§ Task instructions:
If a line in the entries contains the string "ElasticPod", include that line in your answer.

----- Task material

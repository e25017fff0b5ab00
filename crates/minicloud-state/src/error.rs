//! Error types for the minicloud registry.

use thiserror::Error;

use crate::types::NodeType;

/// Result type alias for registry operations.
pub type ClusterResult<T> = Result<T, ClusterError>;

/// Broad classification used by callers to decide how to surface a failure.
#[derive(Debug, Clone, Copy, PartialEq, Eq)]
pub enum ErrorKind {
    /// Bad or missing caller input.
    Validation,
    /// The cluster is not in a state that permits the operation.
    StateConflict,
    /// The execution backend could not complete a call.
    BackendUnavailable,
    /// The registry disagrees with itself or with an inbound report.
    ConsistencyViolation,
}

/// Errors that can occur during registry operations.
#[derive(Debug, Error)]
pub enum ClusterError {
    #[error("cluster is not initialized")]
    NotInitialized,

    #[error("pod not found: {0}")]
    PodNotFound(String),

    #[error("node not found: {0}")]
    NodeNotFound(String),

    #[error("job not found: {0}")]
    JobNotFound(String),

    #[error("duplicate name: {0}")]
    DuplicateName(String),

    #[error("duplicate job id: {0}")]
    DuplicateJobId(String),

    #[error("invalid node range: {0}")]
    InvalidRange(String),

    #[error("invalid threshold: {0}")]
    InvalidThreshold(String),

    #[error("node {node_id} is not a {expected:?} node")]
    WrongNodeKind { node_id: String, expected: NodeType },

    #[error("pod {0} still owns nodes")]
    NotEmpty(String),

    #[error("node {0} is busy")]
    NodeBusy(String),

    #[error("no available nodes")]
    NoAvailableNodes,

    #[error("pod {0} is elastic and only holds server nodes")]
    ElasticPod(String),

    #[error("port range exhausted")]
    PortsExhausted,

    #[error("consistency violation: {0}")]
    ConsistencyViolation(String),

    #[error("no randomness available: {0}")]
    Entropy(String),
}

impl ClusterError {
    pub fn kind(&self) -> ErrorKind {
        match self {
            ClusterError::PodNotFound(_)
            | ClusterError::NodeNotFound(_)
            | ClusterError::JobNotFound(_)
            | ClusterError::DuplicateName(_)
            | ClusterError::DuplicateJobId(_)
            | ClusterError::InvalidRange(_)
            | ClusterError::InvalidThreshold(_)
            | ClusterError::WrongNodeKind { .. } => ErrorKind::Validation,
            ClusterError::NotInitialized
            | ClusterError::NotEmpty(_)
            | ClusterError::NodeBusy(_)
            | ClusterError::NoAvailableNodes
            | ClusterError::ElasticPod(_)
            | ClusterError::PortsExhausted => ErrorKind::StateConflict,
            ClusterError::ConsistencyViolation(_) => ErrorKind::ConsistencyViolation,
            ClusterError::Entropy(_) => ErrorKind::BackendUnavailable,
        }
    }

    /// Whether this is a lookup miss rather than malformed input.
    pub fn is_not_found(&self) -> bool {
        matches!(
            self,
            ClusterError::PodNotFound(_) | ClusterError::NodeNotFound(_) | ClusterError::JobNotFound(_)
        )
    }
}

----------

§ Written response:
    ElasticPod(String),
            | ClusterError::ElasticPod(_)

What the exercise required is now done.